The vibes are currently working in Dario Argento’s favour. A remake of Suspiria is to be directed by Luca Guadagnino, reuniting with the cast from his excellent film A Bigger Splash – including Tilda Swinton. What’s more, it will be soundtracked by Thom Yorke. Meanwhile, Argento’s films have currently been enjoying a renewed afterlife in prestige edition DVDs – most recently, The Bird With The Crystal Plumage.

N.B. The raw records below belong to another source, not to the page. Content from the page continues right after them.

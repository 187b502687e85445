use anyhow::Result;
use clap::Parser;

use omegazone::cli::{Cli, Commands};
use omegazone::commands::{inspect, run};

fn main() -> Result<()> {
    let cli = Cli::parse();

    let level = match cli.verbose {
        0 => "info",
        1 => "debug",
        _ => "trace",
    };
    env_logger::Builder::from_env(env_logger::Env::default().default_filter_or(level)).init();

    match &cli.command {
        Commands::Run(args) => run::run(&cli, args),
        Commands::Inspect(args) => inspect::run(&cli, args),
    }
}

Deep Red dates from 1975, as the director moves away from his Hitchcockian whodunits to darker, more supernatural movies – the films immediately following Deep Red are Suspiria, Inferno and Tenebre. In Deep Red, the mighty David Hemmings plays a musician living in Rome who is drawn to investigate a series of gruesome murders with strange, folkloric undertows. He is accompanied by a typically unsettling score from Italian prog outfit, Goblin; regular Argento collaborators.

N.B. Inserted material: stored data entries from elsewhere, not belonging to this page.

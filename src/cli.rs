use clap::{Args, Parser, Subcommand, ValueHint};
use std::path::PathBuf;

/// Omega Zone unreached-language CLI (argument schema only)
#[derive(Parser, Debug)]
#[command(name = "omegazone", version, about, propagate_version = true)]
pub struct Cli {
    /// Increase output verbosity (-v, -vv)
    #[arg(short, long, action = clap::ArgAction::Count, global = true)]
    pub verbose: u8,

    #[command(subcommand)]
    pub command: Commands,
}

#[derive(Subcommand, Debug)]
pub enum Commands {
    /// Annotate a zone layer with unreached-language statistics (forbids stdout)
    Run(RunArgs),

    /// Report how the BPI and update tables join, without a zone layer
    Inspect(InspectArgs),
}

/// Options shared by every command that reads the language tables.
#[derive(Args, Debug)]
pub struct TableArgs {
    /// JSON config file (column names, separators, suppressed countries)
    #[arg(long, value_hint = ValueHint::FilePath)]
    pub config: Option<PathBuf>,

    /// Thousands separator stripped from population values
    #[arg(long, conflicts_with = "no_separator")]
    pub separator: Option<char>,

    /// Parse population values without stripping any separator
    #[arg(long)]
    pub no_separator: bool,

    /// Field delimiter of the input tables
    #[arg(long)]
    pub delimiter: Option<char>,
}

#[derive(Args, Debug)]
pub struct RunArgs {
    /// Zone polygon layer (.shp or .geojson)
    #[arg(value_hint = ValueHint::FilePath)]
    pub zones: PathBuf,

    /// BPI reference table (delimited text)
    #[arg(value_hint = ValueHint::FilePath)]
    pub bpi: PathBuf,

    /// Language-update table (delimited text)
    #[arg(value_hint = ValueHint::FilePath)]
    pub update: PathBuf,

    /// Output GeoJSON file (must be a file path; "-" is rejected)
    #[arg(short, long, value_hint = ValueHint::FilePath)]
    pub output: PathBuf,

    /// Also write the attribute table as delimited text
    #[arg(long, value_hint = ValueHint::FilePath)]
    pub csv: Option<PathBuf>,

    /// Country whose computed fields are nulled (repeatable)
    #[arg(long = "suppress", value_name = "COUNTRY")]
    pub suppress: Vec<String>,

    #[command(flatten)]
    pub tables: TableArgs,

    /// Overwrite if the file exists
    #[arg(long)]
    pub force: bool,
}

#[derive(Args, Debug)]
pub struct InspectArgs {
    /// BPI reference table (delimited text)
    #[arg(value_hint = ValueHint::FilePath)]
    pub bpi: PathBuf,

    /// Language-update table (delimited text)
    #[arg(value_hint = ValueHint::FilePath)]
    pub update: PathBuf,

    /// Number of top-ranked zones to print
    #[arg(long, default_value_t = 20)]
    pub top: usize,

    #[command(flatten)]
    pub tables: TableArgs,
}

#[cfg(test)]
mod tests {
    use super::*;

    #[test]
    fn parses_run_with_overrides() {
        let cli = Cli::try_parse_from([
            "omegazone", "-vv", "run", "zones.shp", "bpi.csv", "obt.csv", "-o", "out.geojson",
            "--suppress", "Country1", "--suppress", "Country2", "--separator", ",", "--force",
        ]).unwrap();

        assert_eq!(cli.verbose, 2);
        let Commands::Run(args) = cli.command else { panic!("expected run") };
        assert_eq!(args.suppress, ["Country1", "Country2"]);
        assert_eq!(args.tables.separator, Some(','));
        assert!(args.force);
        assert!(args.csv.is_none());
    }

    #[test]
    fn separator_flags_conflict() {
        let result = Cli::try_parse_from([
            "omegazone", "inspect", "bpi.csv", "obt.csv", "--separator", ".", "--no-separator",
        ]);
        assert!(result.is_err());
    }
}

Hemmings was at an intriguing place in his career by the mid-Seventies. He had starred in a string of major ‘60s British films – including The Charge Of The Light Brigade – before embracing Swinging London with Blow-up. By the early 1970s, he had turned his hand to directing, with The 14, a winner at the 1973 Berlin Festival. But he drifted; he was too good-looking and talented, and he never pushed himself enough. Deep Red is probably his best film from this period – after this, he flopped into a forgettable adaptation of Hemingway’s Islands In The Stream and then directed Bowie and Dietrich in Just A Gigolo: a clumsy misadventure that Bowie once described as “my 32 Elvis Presley movies rolled into one”.
Argento, though, entered a purple – or, perhaps, crimson – patch thereafter. His run of giallo films, from Suspiria onward, is peerless; flamboyant and grotesque in evil measure.